**EXERCISE AIM**
All lines holding the word "ParallelConfig" are to be copied from the records beneath.

Stored items:
>>>
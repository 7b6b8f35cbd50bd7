mod label;
mod multi_index;

pub use label::Label;
pub use multi_index::MultiIndex;

use crate::error::{Error, Result};
use serde::{Deserialize, Serialize};
use std::ops::Range;

/// Single-level row labels.
///
/// Labels need not be unique: grouped data may carry repeated labels.
#[derive(Debug, Clone, PartialEq, Serialize, Deserialize)]
pub struct Index {
    values: Vec<Label>,
    name: Option<String>,
}

impl Index {
    pub fn new(values: Vec<Label>) -> Self {
        Self::with_name(values, None)
    }

    pub fn with_name(values: Vec<Label>, name: Option<String>) -> Self {
        Index { values, name }
    }

    /// Integer labels `start..end`
    pub fn from_range(range: Range<usize>) -> Self {
        Index::new(range.map(Label::from).collect())
    }

    pub fn len(&self) -> usize {
        self.values.len()
    }

    pub fn is_empty(&self) -> bool {
        self.values.is_empty()
    }

    pub fn get_value(&self, pos: usize) -> Option<&Label> {
        self.values.get(pos)
    }

    pub fn values(&self) -> &[Label] {
        &self.values
    }

    pub fn name(&self) -> Option<&String> {
        self.name.as_ref()
    }
}

/// Row labels of a Series or DataFrame: flat or hierarchical
#[derive(Debug, Clone, Serialize, Deserialize)]
pub enum DataFrameIndex {
    Simple(Index),
    Multi(MultiIndex),
}

impl DataFrameIndex {
    /// Default `0..len` integer labels
    pub fn default_with_len(len: usize) -> Self {
        DataFrameIndex::Simple(Index::from_range(0..len))
    }

    pub fn from_labels(values: Vec<Label>) -> Self {
        DataFrameIndex::Simple(Index::new(values))
    }

    pub fn len(&self) -> usize {
        match self {
            DataFrameIndex::Simple(idx) => idx.len(),
            DataFrameIndex::Multi(idx) => idx.len(),
        }
    }

    pub fn is_empty(&self) -> bool {
        self.len() == 0
    }

    pub fn is_multi(&self) -> bool {
        matches!(self, DataFrameIndex::Multi(_))
    }

    pub fn n_levels(&self) -> usize {
        match self {
            DataFrameIndex::Simple(_) => 1,
            DataFrameIndex::Multi(idx) => idx.n_levels(),
        }
    }

    pub fn names(&self) -> Vec<Option<String>> {
        match self {
            DataFrameIndex::Simple(idx) => vec![idx.name().cloned()],
            DataFrameIndex::Multi(idx) => idx.names().to_vec(),
        }
    }

    /// The label at `pos`; an entry of a hierarchical index is a `Label::Tuple`
    pub fn get(&self, pos: usize) -> Option<Label> {
        match self {
            DataFrameIndex::Simple(idx) => idx.get_value(pos).cloned(),
            DataFrameIndex::Multi(idx) => idx.get_tuple(pos).map(Label::Tuple),
        }
    }

    /// All labels, flattened to one `Label` per row
    pub fn labels(&self) -> Vec<Label> {
        match self {
            DataFrameIndex::Simple(idx) => idx.values().to_vec(),
            DataFrameIndex::Multi(idx) => (0..idx.len())
                .filter_map(|i| idx.get_tuple(i).map(Label::Tuple))
                .collect(),
        }
    }

    /// Per-level label arrays, each of length `len()`
    pub fn level_arrays(&self) -> Vec<Vec<Label>> {
        match self {
            DataFrameIndex::Simple(idx) => vec![idx.values().to_vec()],
            DataFrameIndex::Multi(idx) => (0..idx.n_levels())
                .map(|level| idx.level_labels(level))
                .collect(),
        }
    }

    pub fn equals(&self, other: &DataFrameIndex) -> bool {
        self.view(0..self.len()).equals(&other.view(0..other.len()))
    }

    /// Reorder (or subset) by integer positions
    pub fn take(&self, indexer: &[usize]) -> Self {
        match self {
            DataFrameIndex::Simple(idx) => DataFrameIndex::Simple(Index::with_name(
                indexer.iter().map(|&i| idx.values()[i].clone()).collect(),
                idx.name().cloned(),
            )),
            DataFrameIndex::Multi(idx) => DataFrameIndex::Multi(idx.take(indexer)),
        }
    }

    pub fn slice(&self, range: Range<usize>) -> Self {
        match self {
            DataFrameIndex::Simple(idx) => DataFrameIndex::Simple(Index::with_name(
                idx.values()[range].to_vec(),
                idx.name().cloned(),
            )),
            DataFrameIndex::Multi(idx) => DataFrameIndex::Multi(idx.slice(range)),
        }
    }

    /// Zero-copy window onto `range`
    pub fn view(&self, range: Range<usize>) -> IndexView<'_> {
        IndexView { index: self, range }
    }

    /// Concatenate indexes with the same number of levels
    pub fn concat(parts: &[DataFrameIndex]) -> Result<Self> {
        let first = match parts.first() {
            Some(first) => first,
            None => return Ok(DataFrameIndex::default_with_len(0)),
        };

        let n_levels = first.n_levels();
        if parts.iter().any(|p| p.n_levels() != n_levels) {
            return Err(Error::Index(
                "cannot concatenate indexes with different numbers of levels".into(),
            ));
        }

        if n_levels == 1 && !first.is_multi() {
            let values = parts.iter().flat_map(|p| p.labels()).collect();
            return Ok(DataFrameIndex::Simple(Index::with_name(
                values,
                first.names().into_iter().next().flatten(),
            )));
        }

        let mut arrays: Vec<Vec<Label>> = vec![Vec::new(); n_levels];
        for part in parts {
            for (level, values) in part.level_arrays().into_iter().enumerate() {
                arrays[level].extend(values);
            }
        }
        Ok(DataFrameIndex::Multi(MultiIndex::from_arrays(
            arrays,
            Some(first.names()),
        )?))
    }
}

impl PartialEq for DataFrameIndex {
    fn eq(&self, other: &Self) -> bool {
        self.equals(other)
    }
}

impl From<Index> for DataFrameIndex {
    fn from(index: Index) -> Self {
        DataFrameIndex::Simple(index)
    }
}

impl From<MultiIndex> for DataFrameIndex {
    fn from(index: MultiIndex) -> Self {
        DataFrameIndex::Multi(index)
    }
}

/// A borrowed window `[start, end)` of an index
#[derive(Debug, Clone)]
pub struct IndexView<'a> {
    index: &'a DataFrameIndex,
    range: Range<usize>,
}

impl<'a> IndexView<'a> {
    pub fn len(&self) -> usize {
        self.range.len()
    }

    pub fn is_empty(&self) -> bool {
        self.range.is_empty()
    }

    pub fn n_levels(&self) -> usize {
        self.index.n_levels()
    }

    pub fn get(&self, pos: usize) -> Option<Label> {
        if pos >= self.len() {
            return None;
        }
        self.index.get(self.range.start + pos)
    }

    pub fn iter(&self) -> impl Iterator<Item = Label> + '_ {
        self.range.clone().filter_map(move |i| self.index.get(i))
    }

    /// Same length, same levels, same labels in the same order
    pub fn equals(&self, other: &IndexView<'_>) -> bool {
        if self.len() != other.len() || self.n_levels() != other.n_levels() {
            return false;
        }
        match (self.index, other.index) {
            (DataFrameIndex::Simple(a), DataFrameIndex::Simple(b)) => {
                a.values()[self.range.clone()] == b.values()[other.range.clone()]
            }
            _ => (0..self.len()).all(|i| self.get(i) == other.get(i)),
        }
    }

    pub fn equals_index(&self, other: &DataFrameIndex) -> bool {
        self.equals(&other.view(0..other.len()))
    }

    pub fn to_index(&self) -> DataFrameIndex {
        self.index.slice(self.range.clone())
    }
}
use pandrs_groupby::{
    ApplyOutput, DataFrame, DataFrameIndex, Error, GroupByOptions, Label, ParallelConfig, Scalar,
    Series,
};

fn sample() -> Series<f64> {
    Series::new(vec![1.0, 2.0, 3.0, 4.0, 5.0], Some("v".to_string()))
}

const KEYS: [&str; 5] = ["a", "b", "a", "b", "a"];

#[test]
fn test_apply_scalar_per_group() {
    let values = sample();
    let grouped = values.group_by(KEYS.to_vec()).unwrap();

    let applied = grouped.apply(|g| g.len()).unwrap();
    assert!(!applied.is_frame());
    assert!(applied.as_frame().is_none());
    assert_eq!(applied.as_series().map(|s| s.len()), Some(2));
    let series = applied.into_series().unwrap();
    assert_eq!(series.values(), &[Scalar::Int64(3), Scalar::Int64(2)]);
    assert_eq!(series.index().labels(), vec![Label::from("a"), Label::from("b")]);
    assert_eq!(series.name(), Some(&"v".to_string()));
}

#[test]
fn test_apply_mixed_kinds_is_rejected() {
    // a scalar for one group and a longer series for another must not be truncated
    let values = sample();
    let grouped = values.group_by(KEYS.to_vec()).unwrap();

    let result = grouped.apply(|g| {
        if g.name()[0] == Label::from("a") {
            ApplyOutput::from(g.sum())
        } else {
            ApplyOutput::from(g.map(|v| v * 2.0))
        }
    });
    assert!(matches!(result, Err(Error::ShapeMismatch(_))));
}

#[test]
fn test_apply_ragged_series_are_stacked() {
    let values = sample();
    let grouped = values.group_by(KEYS.to_vec()).unwrap();

    // "a" keeps two rows, "b" keeps one: nothing is dropped or padded
    let applied = grouped
        .apply(|g| {
            let n = if g.len() > 2 { 2 } else { 1 };
            Series::new(g.values()[..n].to_vec(), None)
        })
        .unwrap()
        .into_series()
        .unwrap();

    assert_eq!(applied.len(), 3);
    assert_eq!(
        applied.values(),
        &[Scalar::Float64(1.0), Scalar::Float64(3.0), Scalar::Float64(2.0)]
    );
    assert_eq!(
        applied.index().get(2),
        Some(Label::Tuple(vec![Label::from("b"), Label::from(0usize)]))
    );
}

#[test]
fn test_apply_like_indexed_restores_row_order() {
    let values = sample();
    let grouped = values.group_by(KEYS.to_vec()).unwrap();

    let applied = grouped
        .apply(|g| g.map(|v| v * 10.0))
        .unwrap()
        .into_series()
        .unwrap();

    assert_eq!(applied.index(), values.index());
    let expected: Vec<Scalar> = [10.0, 20.0, 30.0, 40.0, 50.0]
        .iter()
        .map(|&v| Scalar::Float64(v))
        .collect();
    assert_eq!(applied.values(), expected.as_slice());
}

#[test]
fn test_frame_apply_shared_labels_become_columns() {
    let df = DataFrame::new()
        .with_column("k", vec!["x", "y", "x"])
        .unwrap()
        .with_column("v", vec![1.0, 2.0, 3.0])
        .unwrap();
    let grouped = df.group_by("k").unwrap();

    let applied = grouped
        .apply(|g| {
            let v = g.column("v").unwrap();
            let n = v.len() as f64;
            let total: f64 = v.iter().filter_map(|s| s.as_f64()).sum();
            Series::with_index(
                vec![total, n],
                DataFrameIndex::from_labels(vec![Label::from("total"), Label::from("n")]),
                None,
            )
            .unwrap()
        })
        .unwrap();

    let frame = applied.into_frame().unwrap();
    assert_eq!(frame.column_names(), &["total".to_string(), "n".to_string()]);
    assert_eq!(frame.get(0, "total").unwrap(), Scalar::Float64(4.0));
    assert_eq!(frame.get(1, "n").unwrap(), Scalar::Float64(1.0));
}

#[test]
fn test_frame_apply_frames_with_different_columns() {
    let df = DataFrame::new()
        .with_column("k", vec!["x", "y"])
        .unwrap()
        .with_column("v", vec![1.0, 2.0])
        .unwrap();
    let grouped = df.group_by("k").unwrap();

    let result = grouped.apply(|g| {
        let name = if g.name()[0] == Label::from("x") { "left" } else { "right" };
        DataFrame::new().with_column(name, vec![1.0]).unwrap()
    });
    assert!(matches!(result, Err(Error::ShapeMismatch(_))));
}

#[test]
fn test_try_apply_propagates_user_error() {
    #[derive(Debug)]
    struct Rejected(Label);

    impl From<Error> for Rejected {
        fn from(err: Error) -> Self {
            Rejected(Label::from(err.to_string()))
        }
    }

    let values = sample();
    let grouped = values.group_by(KEYS.to_vec()).unwrap();
    let result = grouped.try_apply(|g| {
        if g.name()[0] == Label::from("b") {
            Err(Rejected(g.name()[0].clone()))
        } else {
            Ok(g.sum())
        }
    });

    match result {
        Err(Rejected(key)) => assert_eq!(key, Label::from("b")),
        other => panic!("expected the user error, got {:?}", other),
    }
}

#[test]
fn test_par_apply_matches_serial() {
    let values = Series::new((0..200).map(|v| v as f64).collect(), None);
    let keys: Vec<i64> = (0..200).map(|v| v % 17).collect();
    let options = GroupByOptions::new()
        .with_parallel(ParallelConfig::new().with_min_groups(1).with_max_threads(4));
    let grouped = values
        .group_by_with(vec![keys.into()], options)
        .unwrap();

    let serial = grouped.apply(|g| g.sum()).unwrap();
    let parallel = grouped.par_apply(|g| g.sum()).unwrap();
    assert_eq!(serial, parallel);
}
<<<
**SOLUTION FOR THIS TASK**
    ApplyOutput, DataFrame, DataFrameIndex, Error, GroupByOptions, Label, ParallelConfig, Scalar,
        .with_parallel(ParallelConfig::new().with_min_groups(1).with_max_threads(4));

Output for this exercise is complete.